§ Work required: Write out every entry once more, character for character.

Collected data entries
________________________________________

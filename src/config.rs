use std::env::current_exe;
use std::fs::File;
use std::io::{BufReader, Error as IOError, Read};
use std::path::{Path, PathBuf};

use serde_json::{error::Error as SerdeError, Value};
use thiserror::Error;

use super::corpus::{OutputMode, OutputModeErr};
use super::resources;

pub const DEFAULT_REPORT_FILE_NAME: &str = "zemberek_comparison.txt";
pub const DEFAULT_OUTPUT_PREFIX: &str = "zemberek_";

#[derive(Error, Debug)]
pub enum ConfigErr {
  #[error("{self:?}")]
  IOError(#[from] IOError),
  #[error("{self:?}")]
  SerdeError(#[from] SerdeError),
  #[error("`{0}` not defined in setting file")]
  NotDefinedErr(String),
  #[error("`{0}` has invalid value {1}")]
  InvalidValueErr(String, String),
  #[error("{0}")]
  OutputModeErr(#[from] OutputModeErr),
  #[error("could not find the directory of {0}")]
  NotFoundParentDirErr(String),
}

#[derive(Debug)]
pub struct Config {
  pub settings: Value,
  pub resource_dir: PathBuf,
}

impl Config {
  pub fn new(settings: Value, resource_dir: PathBuf) -> Config {
    Config {
      settings,
      resource_dir,
    }
  }
  /// `resources/` next to the running executable.
  pub fn default_resource_dir() -> Result<PathBuf, ConfigErr> {
    let exe = current_exe()?;
    let dir = exe
      .parent()
      .ok_or_else(|| ConfigErr::NotFoundParentDirErr(exe.display().to_string()))?;
    Ok(dir.join("resources"))
  }
  /// Without a settings path the bundled defaults are written to the default
  /// resource directory and read from there.
  pub fn setup(path: Option<&str>, resource_dir: Option<&str>) -> Result<Config, ConfigErr> {
    let (path, resource_dir) = match (path, resource_dir) {
      (Some(p), Some(d)) => (PathBuf::from(p), PathBuf::from(d)),
      (Some(p), None) => {
        let p = PathBuf::from(p);
        let d = p
          .parent()
          .ok_or_else(|| ConfigErr::NotFoundParentDirErr(p.display().to_string()))?
          .to_path_buf();
        (p, d)
      }
      (None, d) => {
        let d = match d {
          Some(d) => PathBuf::from(d),
          None => Config::default_resource_dir()?,
        };
        let p = d.join(resources::SETTINGS_FILE);
        resources::write_settings_json(&p)?;
        resources::write_resources(&d)?;
        (p, d)
      }
    };
    Config::from_file(path, resource_dir)
  }
  pub fn from_file<P: AsRef<Path>>(path: P, resource_dir: PathBuf) -> Result<Config, ConfigErr> {
    let mut buf = String::new();
    BufReader::new(File::open(path)?).read_to_string(&mut buf)?;
    let settings = serde_json::from_str(&buf)?;
    Ok(Config::new(settings, resource_dir))
  }
  pub fn lexicon_paths(&self) -> Result<Vec<PathBuf>, ConfigErr> {
    match self.settings.get("lexiconFiles") {
      Some(Value::Array(arr)) if !arr.is_empty() => {
        let mut paths = vec![];
        for v in arr {
          match v {
            Value::String(path) => paths.push(self.resource_dir.join(path)),
            _ => {
              return Err(ConfigErr::InvalidValueErr(
                String::from("lexiconFiles"),
                v.to_string(),
              ))
            }
          }
        }
        Ok(paths)
      }
      _ => Err(ConfigErr::NotDefinedErr(String::from("lexiconFiles"))),
    }
  }
  pub fn transition_path(&self) -> Option<PathBuf> {
    self.get_path("transitionFile")
  }
  pub fn abbreviation_path(&self) -> Option<PathBuf> {
    self.get_path("abbreviationFile")
  }
  pub fn output_mode(&self) -> Result<OutputMode, ConfigErr> {
    match self.settings.get("outputMode") {
      Some(Value::String(mode)) => Ok(mode.parse::<OutputMode>()?),
      None => Ok(OutputMode::default()),
      Some(v) => Err(ConfigErr::InvalidValueErr(
        String::from("outputMode"),
        v.to_string(),
      )),
    }
  }
  pub fn report_file_name(&self) -> String {
    self.get_string("reportFileName", DEFAULT_REPORT_FILE_NAME)
  }
  pub fn output_prefix(&self) -> String {
    self.get_string("outputPrefix", DEFAULT_OUTPUT_PREFIX)
  }
  pub fn parallel(&self) -> bool {
    self
      .settings
      .get("parallel")
      .and_then(Value::as_bool)
      .unwrap_or(false)
  }
  fn get_path(&self, key: &str) -> Option<PathBuf> {
    if let Some(Value::String(p)) = self.settings.get(key) {
      Some(self.resource_dir.join(p))
    } else {
      None
    }
  }
  fn get_string(&self, key: &str, default: &str) -> String {
    self
      .settings
      .get(key)
      .and_then(Value::as_str)
      .unwrap_or(default)
      .to_string()
  }
}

________________________________________

§ Output of the exercise:
filename src/config.rs
use std::env::current_exe;
use std::fs::File;
use std::io::{BufReader, Error as IOError, Read};
use std::path::{Path, PathBuf};

use serde_json::{error::Error as SerdeError, Value};
use thiserror::Error;

use super::corpus::{OutputMode, OutputModeErr};
use super::resources;

pub const DEFAULT_REPORT_FILE_NAME: &str = "zemberek_comparison.txt";
pub const DEFAULT_OUTPUT_PREFIX: &str = "zemberek_";

#[derive(Error, Debug)]
pub enum ConfigErr {
  #[error("{self:?}")]
  IOError(#[from] IOError),
  #[error("{self:?}")]
  SerdeError(#[from] SerdeError),
  #[error("`{0}` not defined in setting file")]
  NotDefinedErr(String),
  #[error("`{0}` has invalid value {1}")]
  InvalidValueErr(String, String),
  #[error("{0}")]
  OutputModeErr(#[from] OutputModeErr),
  #[error("could not find the directory of {0}")]
  NotFoundParentDirErr(String),
}

#[derive(Debug)]
pub struct Config {
  pub settings: Value,
  pub resource_dir: PathBuf,
}

impl Config {
  pub fn new(settings: Value, resource_dir: PathBuf) -> Config {
    Config {
      settings,
      resource_dir,
    }
  }
  /// `resources/` next to the running executable.
  pub fn default_resource_dir() -> Result<PathBuf, ConfigErr> {
    let exe = current_exe()?;
    let dir = exe
      .parent()
      .ok_or_else(|| ConfigErr::NotFoundParentDirErr(exe.display().to_string()))?;
    Ok(dir.join("resources"))
  }
  /// Without a settings path the bundled defaults are written to the default
  /// resource directory and read from there.
  pub fn setup(path: Option<&str>, resource_dir: Option<&str>) -> Result<Config, ConfigErr> {
    let (path, resource_dir) = match (path, resource_dir) {
      (Some(p), Some(d)) => (PathBuf::from(p), PathBuf::from(d)),
      (Some(p), None) => {
        let p = PathBuf::from(p);
        let d = p
          .parent()
          .ok_or_else(|| ConfigErr::NotFoundParentDirErr(p.display().to_string()))?
          .to_path_buf();
        (p, d)
      }
      (None, d) => {
        let d = match d {
          Some(d) => PathBuf::from(d),
          None => Config::default_resource_dir()?,
        };
        let p = d.join(resources::SETTINGS_FILE);
        resources::write_settings_json(&p)?;
        resources::write_resources(&d)?;
        (p, d)
      }
    };
    Config::from_file(path, resource_dir)
  }
  pub fn from_file<P: AsRef<Path>>(path: P, resource_dir: PathBuf) -> Result<Config, ConfigErr> {
    let mut buf = String::new();
    BufReader::new(File::open(path)?).read_to_string(&mut buf)?;
    let settings = serde_json::from_str(&buf)?;
    Ok(Config::new(settings, resource_dir))
  }
  pub fn lexicon_paths(&self) -> Result<Vec<PathBuf>, ConfigErr> {
    match self.settings.get("lexiconFiles") {
      Some(Value::Array(arr)) if !arr.is_empty() => {
        let mut paths = vec![];
        for v in arr {
          match v {
            Value::String(path) => paths.push(self.resource_dir.join(path)),
            _ => {
              return Err(ConfigErr::InvalidValueErr(
                String::from("lexiconFiles"),
                v.to_string(),
              ))
            }
          }
        }
        Ok(paths)
      }
      _ => Err(ConfigErr::NotDefinedErr(String::from("lexiconFiles"))),
    }
  }
  pub fn transition_path(&self) -> Option<PathBuf> {
    self.get_path("transitionFile")
  }
  pub fn abbreviation_path(&self) -> Option<PathBuf> {
    self.get_path("abbreviationFile")
  }
  pub fn output_mode(&self) -> Result<OutputMode, ConfigErr> {
    match self.settings.get("outputMode") {
      Some(Value::String(mode)) => Ok(mode.parse::<OutputMode>()?),
      None => Ok(OutputMode::default()),
      Some(v) => Err(ConfigErr::InvalidValueErr(
        String::from("outputMode"),
        v.to_string(),
      )),
    }
  }
  pub fn report_file_name(&self) -> String {
    self.get_string("reportFileName", DEFAULT_REPORT_FILE_NAME)
  }
  pub fn output_prefix(&self) -> String {
    self.get_string("outputPrefix", DEFAULT_OUTPUT_PREFIX)
  }
  pub fn parallel(&self) -> bool {
    self
      .settings
      .get("parallel")
      .and_then(Value::as_bool)
      .unwrap_or(false)
  }
  fn get_path(&self, key: &str) -> Option<PathBuf> {
    if let Some(Value::String(p)) = self.settings.get(key) {
      Some(self.resource_dir.join(p))
    } else {
      None
    }
  }
  fn get_string(&self, key: &str, default: &str) -> String {
    self
      .settings
      .get(key)
      .and_then(Value::as_str)
      .unwrap_or(default)
      .to_string()
  }
}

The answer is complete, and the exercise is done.